Let $M,N$ be dyadic numbers and $P_N$ be the Littlewood-Paley multiplier given by $\widehat{P_N}f(\xi) := (\varphi(\xi/N) - \varphi(2\xi/N))\widehat{f}(\xi)$ where $\varphi(\xi)$ is a smooth bump function adapted to the ball $\{\xi \in \mathbb{R}^d : |\xi|\leq 2\}$ and equals $1$ on the ball $\{\xi \in \mathbb{R}^d : |\xi|\leq 2\}$.
Then
\begin{align}\sum_{M>N/8} ||P_N((P_Mf)g)||_{L^2_x} &\leq C \sum_{M>N/8} ||(P_Mf)g||_{L^2_x} \\ &\leq C ||g||_{L^\infty_x} \sum_{M \geq C_0N} M^{-s}||P_M f||_{H^s_x} \end{align} (The $H^s$ in the second line is not in the book but was a correction in the errata) I think I understand the first inequality, the operator $P_N$ is bounded so we can always write $||P_N(f)||_{L^2_x} \leq ||f||_{L^2_x}$. The second inequality is what is causing me trouble.
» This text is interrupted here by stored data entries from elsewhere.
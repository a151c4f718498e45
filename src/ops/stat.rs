use std::fs;
use std::io;
use std::path::Path;
use std::time::UNIX_EPOCH;

use crate::error::Result;

/// Classification of a filesystem object, mirroring the fixed tag set the
/// host surface exposes.
///
/// Classification follows symlinks: a link to a file reports `Regular`, and
/// a dangling link has no target status and reports `NotFound`. A status
/// that cannot be determined maps to `NotFound` or `Unknown` rather than an
/// error.
#[derive(Debug, Clone, Copy, PartialEq, Eq)]
pub enum FileType {
    None,
    NotFound,
    Regular,
    Directory,
    Symlink,
    Block,
    Character,
    Fifo,
    Socket,
    Unknown,
    ImplementationDefined,
}

impl FileType {
    /// Classify the object at `path`, following symlinks.
    pub fn of<P: AsRef<Path>>(path: P) -> Self {
        match fs::metadata(path.as_ref()) {
            Ok(meta) => Self::from_file_type(meta.file_type()),
            Err(e) if e.kind() == io::ErrorKind::NotFound => FileType::NotFound,
            Err(_) => FileType::Unknown,
        }
    }

    fn from_file_type(ft: fs::FileType) -> Self {
        if ft.is_file() {
            return FileType::Regular;
        }
        if ft.is_dir() {
            return FileType::Directory;
        }
        #[cfg(unix)]
        {
            use std::os::unix::fs::FileTypeExt;
            if ft.is_block_device() {
                return FileType::Block;
            }
            if ft.is_char_device() {
                return FileType::Character;
            }
            if ft.is_fifo() {
                return FileType::Fifo;
            }
            if ft.is_socket() {
                return FileType::Socket;
            }
        }
        FileType::Unknown
    }

    /// The stable string tag for this classification.
    pub fn as_str(self) -> &'static str {
        match self {
            FileType::None => "none",
            FileType::NotFound => "not_found",
            FileType::Regular => "regular",
            FileType::Directory => "directory",
            FileType::Symlink => "symlink",
            FileType::Block => "block",
            FileType::Character => "character",
            FileType::Fifo => "fifo",
            FileType::Socket => "socket",
            FileType::Unknown => "unknown",
            FileType::ImplementationDefined => "implementation-defined",
        }
    }
}

impl std::fmt::Display for FileType {
    fn fmt(&self, f: &mut std::fmt::Formatter<'_>) -> std::fmt::Result {
        f.write_str(self.as_str())
    }
}

/// Whether anything exists at `path` (symlinks are followed).
pub fn exists<P: AsRef<Path>>(path: P) -> bool {
    path.as_ref().exists()
}

/// Whether `path` exists and is a directory.
pub fn is_directory<P: AsRef<Path>>(path: P) -> bool {
    path.as_ref().is_dir()
}

/// Classify the object at `path`. See [`FileType::of`].
pub fn file_type<P: AsRef<Path>>(path: P) -> FileType {
    FileType::of(path)
}

/// Size in bytes of the file at `path`.
pub fn file_size<P: AsRef<Path>>(path: P) -> Result<u64> {
    Ok(fs::metadata(path.as_ref())?.len())
}

/// Modification time of `path` as POSIX epoch seconds.
///
/// `Metadata::modified` already reports wall-clock time, so no filesystem
/// clock offset needs correcting here; timestamps before the epoch come back
/// as negative seconds. Fails with the OS message when the path is missing.
pub fn last_modified_time<P: AsRef<Path>>(path: P) -> Result<i64> {
    let modified = fs::metadata(path.as_ref())?.modified()?;
    let secs = match modified.duration_since(UNIX_EPOCH) {
        Ok(d) => d.as_secs() as i64,
        Err(e) => -(e.duration().as_secs() as i64),
    };
    Ok(secs)
}
//! Filesystem operation layer.
//!
//! Every operation here touches the live filesystem and returns
//! `Result<T, FsError>`; recoverable OS conditions (missing paths, permission
//! errors, cross-device renames) become `Err` values, never panics. Pure
//! queries (`exists`, `is_directory`, `file_type`) return their value
//! directly. All calls are synchronous and blocking; no state is held across
//! calls and the filesystem is the sole source of truth, so nothing here
//! mediates races with concurrent external processes.

pub mod copy;
pub mod create;
pub mod dir;
pub mod mv;
pub mod prune;
pub mod remove;
pub mod stat;
pub mod workdir;

pub use copy::{copy, copy_file, CopyFlags};
pub use create::make_directory;
pub use dir::{list_directory, DirEntry};
pub use mv::rename;
pub use prune::prune_by_age;
pub use remove::{remove, remove_all, remove_file};
pub use stat::{exists, file_size, file_type, is_directory, last_modified_time, FileType};
pub use workdir::change_directory;
use std::fs;
use std::path::{Path, PathBuf};

use walkdir::WalkDir;

use crate::error::{FsError, Result};
use crate::ops::stat::FileType;

/// One entry produced by a directory scan: the full path and its
/// classification. The binding layer exposes these as the record fields
/// `name` (path string) and `type` (tag string).
#[derive(Debug, Clone, PartialEq, Eq)]
pub struct DirEntry {
    pub name: PathBuf,
    pub kind: FileType,
}

/// List the contents of the directory at `path`.
///
/// Returns a fully materialized list of entries — the immediate children, or
/// the whole subtree when `recursive` is set (the root itself is not
/// included). Enumeration order is whatever the OS yields; callers must not
/// rely on any ordering. The call fails as a whole when the root cannot be
/// opened, and aborts with the error if an entry becomes unreadable
/// mid-scan.
pub fn list_directory<P: AsRef<Path>>(path: P, recursive: bool) -> Result<Vec<DirEntry>> {
    let p = path.as_ref();
    if !fs::metadata(p)?.is_dir() {
        return Err(FsError::Message(format!("not a directory: {}", p.display())));
    }
    let mut entries = Vec::new();

    if recursive {
        for entry in WalkDir::new(p).min_depth(1).follow_links(false) {
            let entry = entry?;
            entries.push(DirEntry {
                kind: FileType::of(entry.path()),
                name: entry.into_path(),
            });
        }
        return Ok(entries);
    }

    for entry in fs::read_dir(p)? {
        let entry = entry?;
        let name = entry.path();
        entries.push(DirEntry {
            kind: FileType::of(&name),
            name,
        });
    }
    Ok(entries)
}

#[cfg(test)]
mod tests {
    use super::*;
    use std::collections::BTreeSet;
    use tempfile::tempdir;

    #[test]
    fn flat_listing_has_exactly_the_children() {
        let td = tempdir().expect("tempdir");
        fs::write(td.path().join("a.txt"), b"a").expect("write a");
        fs::write(td.path().join("b.txt"), b"b").expect("write b");
        fs::create_dir(td.path().join("sub")).expect("mkdir");
        fs::write(td.path().join("sub/inner.txt"), b"i").expect("write inner");

        let entries = list_directory(td.path(), false).expect("list");
        assert_eq!(entries.len(), 3);

        // Order is OS-dependent; compare as a set.
        let names: BTreeSet<String> = entries
            .iter()
            .filter_map(|e| e.name.file_name())
            .map(|n| n.to_string_lossy().into_owned())
            .collect();
        assert_eq!(
            names,
            ["a.txt", "b.txt", "sub"].iter().map(|s| s.to_string()).collect()
        );

        for e in &entries {
            assert_eq!(e.kind, FileType::of(&e.name), "type mismatch for {:?}", e.name);
        }
    }

    #[test]
    fn recursive_listing_includes_the_subtree() {
        let td = tempdir().expect("tempdir");
        fs::create_dir_all(td.path().join("sub/deeper")).expect("mkdirs");
        fs::write(td.path().join("a.txt"), b"a").expect("write a");
        fs::write(td.path().join("sub/b.txt"), b"b").expect("write b");

        let entries = list_directory(td.path(), true).expect("list");
        // a.txt, sub, sub/b.txt, sub/deeper
        assert_eq!(entries.len(), 4);
        assert!(entries
            .iter()
            .any(|e| e.name.ends_with("sub/b.txt") && e.kind == FileType::Regular));
        assert!(entries
            .iter()
            .any(|e| e.name.ends_with("sub/deeper") && e.kind == FileType::Directory));
    }

    #[test]
    fn unopenable_root_fails_whole_call() {
        let td = tempdir().expect("tempdir");
        assert!(list_directory(td.path().join("missing"), false).is_err());
        assert!(list_directory(td.path().join("missing"), true).is_err());
    }

    #[test]
    fn listing_a_file_is_an_error() {
        let td = tempdir().expect("tempdir");
        let f = td.path().join("f.txt");
        fs::write(&f, b"x").expect("write");
        assert!(list_directory(&f, false).is_err());
        assert!(list_directory(&f, true).is_err());
    }
}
I'm pretty sure he applied Holder's inequality to $P_Mf$ and $g$ to get $$||(P_Mf)g||_{L^2_x} \leq ||g||_{L^\infty_x} ||P_Mf||_{L^2_x}$$ However I'm not sure where the $H^s$ and $M^{-s}$ factor comes from. I imagine some type of bernstein inequality might be involved but in Tao's book we only have bernstein inequalities involving the homogeneous multiplier $|\nabla|^s$ so it seems awkward to try to apply them when nonhomogenous sobolev spaces are involved.
Also $C$ and $C_0$ are constants.
Thanks.
It looks like not Bernstein but rather the Jackson (aka direct) estimates are involved. Note that for terms like $P_Mf$ there is no difference between homogeneous and inhomogeneous Sobolev norms.